These activities benefit from the disciplinary structure of the Earth Sciences department as well as the collaboration with other BSC departments like the Computer Sciences and external institutions.

Some of the potential topics of interest for the department are listed below.

  • Classification Methods
  • Multivariate Methods
  • Deep Learning : Convolutional Neuronal Networks
  • Causal Effect Networks for Time-series Analysis

Atmospheric Composition

Currently working on the application of classification methods for the effect evaluation of the variability of meteorological variables on the concentration of specific pollutants. Another topic of study is the improvement of the emission model outputs by combining classification/Analogues methods with existing Kalman Filters (KF) algorithms. For more details, look at AC Machine Learning

Climate and Weather Prediction

Hurricanes Prediction

The use of Deep Learning methods, in particular convolutional neuronal networks, can be applied to Hurricanes and cyclones observational databases to predict the number of such extreme events for the subsequent years.

Bias Correction

The use of the Analogues technique utilized to improve the CALIOPE forecast might also be implemented within the MEDSCOPE project to improve the Bias correction and forecast calibration. Mutivariate-Analysis will also play an important role in the development of multivariate scores using EOF approach.

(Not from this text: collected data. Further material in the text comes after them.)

use super::*;

#[test]
fn test_generate_produces_distinct_keys() {
    let a = IdentityKeyPair::generate();
    let b = IdentityKeyPair::generate();

    assert_ne!(a.private_bytes(), b.private_bytes());
    assert_ne!(a.public_bytes(), b.public_bytes());
}

#[test]
fn test_from_raw_bytes_roundtrips() {
    let generated = IdentityKeyPair::generate();
    let restored =
        IdentityKeyPair::from_raw_bytes(generated.private_bytes(), generated.public_bytes()).unwrap();

    assert_eq!(generated.private_bytes(), restored.private_bytes());
    assert_eq!(generated.public_bytes(), restored.public_bytes());
}

#[test]
fn test_signing_keypair_is_deterministic_from_identity() {
    let identity = IdentityKeyPair::generate();
    let signing_a = identity.signing_keypair();
    let signing_b = identity.signing_keypair();

    assert_eq!(signing_a.public_bytes(), signing_b.public_bytes());
}

#[test]
fn test_trusted_identity_equality() {
    let a = TrustedIdentity { public_key: [1u8; 32] };
    let b = TrustedIdentity { public_key: [1u8; 32] };
    let c = TrustedIdentity { public_key: [2u8; 32] };

    assert_eq!(a, b);
    assert_ne!(a, c);
}
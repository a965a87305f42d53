// Copyright (c) 2025 signal-client Contributors
//
// This Source Code Form is subject to the terms of the Mozilla Public
// License, v. 2.0. If a copy of the MPL was not distributed with this
// file, You can obtain one at http://mozilla.org/MPL/2.0/.

//! # signal-client
//!
//! An async Rust client library implementing the Signal protocol double ratchet
//! over a relay-based messaging service, with an external directory/auth service
//! ("Atlas") consumed through a narrow trait boundary.

pub mod address;
pub mod client;
pub mod config;
pub mod error;
pub mod outgoing;
pub mod payload;
pub mod provisioning;
pub mod proto;
pub mod receiver;
pub mod registration;
pub mod sender;
pub mod signal;
pub mod store;
pub mod tag;
pub mod util;
pub mod ws;

pub use address::Address;
pub use error::{Error, Result};

/// Version information
pub const VERSION: &str = env!("CARGO_PKG_VERSION");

Teleconnections and Multivariate analysis

Causal interships between different predictants like geopotential, sea level pressure, seat surface temperature, precipitation level, ozone concentration, etc .. might be characterized and identified using causal effect networks. These studies help scientist to evaluate to what extent variability modes occurs and the impact of their influence into different components of the earth dynamics system.

Earth Sciences Services

This particular area benefit from the application of machine learning techniques like multivariate analysis among others, applied to the different research fields of the department to extract valuable information for decision making in a wide spectrum of applications in society, agriculture, energy, health etc.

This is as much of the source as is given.